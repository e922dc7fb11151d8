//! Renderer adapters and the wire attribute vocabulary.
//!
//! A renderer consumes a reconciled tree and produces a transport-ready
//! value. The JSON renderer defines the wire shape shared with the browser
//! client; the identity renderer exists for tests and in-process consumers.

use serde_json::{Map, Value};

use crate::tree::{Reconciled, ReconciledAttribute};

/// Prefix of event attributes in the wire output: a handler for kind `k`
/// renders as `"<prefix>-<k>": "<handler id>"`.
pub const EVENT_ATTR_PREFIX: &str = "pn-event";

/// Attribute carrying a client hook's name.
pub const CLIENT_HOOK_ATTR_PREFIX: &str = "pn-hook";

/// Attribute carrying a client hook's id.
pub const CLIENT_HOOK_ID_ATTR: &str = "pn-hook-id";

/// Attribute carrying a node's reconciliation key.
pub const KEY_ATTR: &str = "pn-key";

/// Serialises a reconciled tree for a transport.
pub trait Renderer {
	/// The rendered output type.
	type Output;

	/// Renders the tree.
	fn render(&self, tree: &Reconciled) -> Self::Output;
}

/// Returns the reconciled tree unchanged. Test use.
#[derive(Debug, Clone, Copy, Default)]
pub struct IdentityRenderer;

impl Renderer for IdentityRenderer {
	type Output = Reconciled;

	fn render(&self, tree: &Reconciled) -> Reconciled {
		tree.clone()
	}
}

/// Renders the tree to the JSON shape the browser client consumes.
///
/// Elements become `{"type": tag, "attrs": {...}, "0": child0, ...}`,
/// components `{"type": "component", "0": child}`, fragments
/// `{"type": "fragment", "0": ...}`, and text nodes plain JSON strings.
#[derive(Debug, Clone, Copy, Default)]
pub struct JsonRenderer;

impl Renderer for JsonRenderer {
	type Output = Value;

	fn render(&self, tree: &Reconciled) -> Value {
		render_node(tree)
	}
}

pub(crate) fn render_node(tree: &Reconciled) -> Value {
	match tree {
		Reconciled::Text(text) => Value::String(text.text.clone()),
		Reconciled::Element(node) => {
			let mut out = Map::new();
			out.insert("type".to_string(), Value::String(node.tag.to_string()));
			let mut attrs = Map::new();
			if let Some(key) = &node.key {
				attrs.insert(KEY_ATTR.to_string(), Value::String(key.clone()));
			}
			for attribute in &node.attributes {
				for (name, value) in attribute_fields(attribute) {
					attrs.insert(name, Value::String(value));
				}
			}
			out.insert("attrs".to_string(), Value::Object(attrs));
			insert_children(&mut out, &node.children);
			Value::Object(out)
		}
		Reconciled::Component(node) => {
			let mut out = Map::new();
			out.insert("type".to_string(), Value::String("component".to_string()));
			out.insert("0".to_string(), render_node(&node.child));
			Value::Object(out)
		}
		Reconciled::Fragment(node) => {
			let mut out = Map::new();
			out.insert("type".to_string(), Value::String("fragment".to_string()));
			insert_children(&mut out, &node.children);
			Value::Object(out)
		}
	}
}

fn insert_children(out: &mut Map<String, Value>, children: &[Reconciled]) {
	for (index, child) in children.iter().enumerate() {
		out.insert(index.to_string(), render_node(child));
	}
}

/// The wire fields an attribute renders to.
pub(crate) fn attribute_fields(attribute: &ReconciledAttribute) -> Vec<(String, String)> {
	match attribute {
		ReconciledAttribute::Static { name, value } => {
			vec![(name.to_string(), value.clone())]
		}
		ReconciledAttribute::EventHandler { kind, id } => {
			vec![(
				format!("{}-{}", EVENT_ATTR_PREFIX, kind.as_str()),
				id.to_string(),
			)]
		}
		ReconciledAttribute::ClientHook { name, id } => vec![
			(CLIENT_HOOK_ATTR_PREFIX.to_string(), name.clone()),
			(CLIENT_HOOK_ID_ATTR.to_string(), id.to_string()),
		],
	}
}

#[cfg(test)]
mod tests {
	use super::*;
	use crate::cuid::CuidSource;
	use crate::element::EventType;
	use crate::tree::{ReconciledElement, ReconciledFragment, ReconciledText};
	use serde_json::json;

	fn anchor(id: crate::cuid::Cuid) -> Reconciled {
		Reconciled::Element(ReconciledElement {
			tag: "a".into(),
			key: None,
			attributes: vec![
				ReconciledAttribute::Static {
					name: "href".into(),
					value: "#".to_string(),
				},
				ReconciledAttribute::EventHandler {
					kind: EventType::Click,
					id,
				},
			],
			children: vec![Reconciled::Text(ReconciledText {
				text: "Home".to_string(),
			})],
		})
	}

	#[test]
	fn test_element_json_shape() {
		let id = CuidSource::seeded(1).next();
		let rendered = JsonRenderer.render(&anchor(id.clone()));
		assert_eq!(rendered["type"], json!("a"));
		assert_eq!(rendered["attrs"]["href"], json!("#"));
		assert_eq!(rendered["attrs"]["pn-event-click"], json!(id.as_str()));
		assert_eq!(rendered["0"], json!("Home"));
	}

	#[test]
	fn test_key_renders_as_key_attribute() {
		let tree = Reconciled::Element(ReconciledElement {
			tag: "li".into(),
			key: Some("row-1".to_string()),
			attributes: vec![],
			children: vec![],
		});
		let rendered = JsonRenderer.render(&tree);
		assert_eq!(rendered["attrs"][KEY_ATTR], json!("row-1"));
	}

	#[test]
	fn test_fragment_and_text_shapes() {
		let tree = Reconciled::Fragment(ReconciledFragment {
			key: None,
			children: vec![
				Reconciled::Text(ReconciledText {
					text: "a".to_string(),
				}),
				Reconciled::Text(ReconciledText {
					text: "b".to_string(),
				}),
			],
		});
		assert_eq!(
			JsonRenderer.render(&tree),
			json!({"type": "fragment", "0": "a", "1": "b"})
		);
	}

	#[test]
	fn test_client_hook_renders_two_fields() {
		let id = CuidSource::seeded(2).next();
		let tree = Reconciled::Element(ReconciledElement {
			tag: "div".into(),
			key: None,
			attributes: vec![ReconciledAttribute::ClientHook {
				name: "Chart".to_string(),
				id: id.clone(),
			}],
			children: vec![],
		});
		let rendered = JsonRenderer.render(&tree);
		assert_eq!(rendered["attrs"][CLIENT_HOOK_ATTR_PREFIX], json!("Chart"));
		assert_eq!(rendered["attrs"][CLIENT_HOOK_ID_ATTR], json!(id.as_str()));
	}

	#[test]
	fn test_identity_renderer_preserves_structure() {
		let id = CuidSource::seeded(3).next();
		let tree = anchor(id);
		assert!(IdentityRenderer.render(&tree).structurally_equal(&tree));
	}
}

* ABOUT THIS TASK: If a line in the entries above contains the word "href", copy it.

* EXERCISE RESULT:
					name: "href".into(),
		assert_eq!(rendered["attrs"]["href"], json!("#"));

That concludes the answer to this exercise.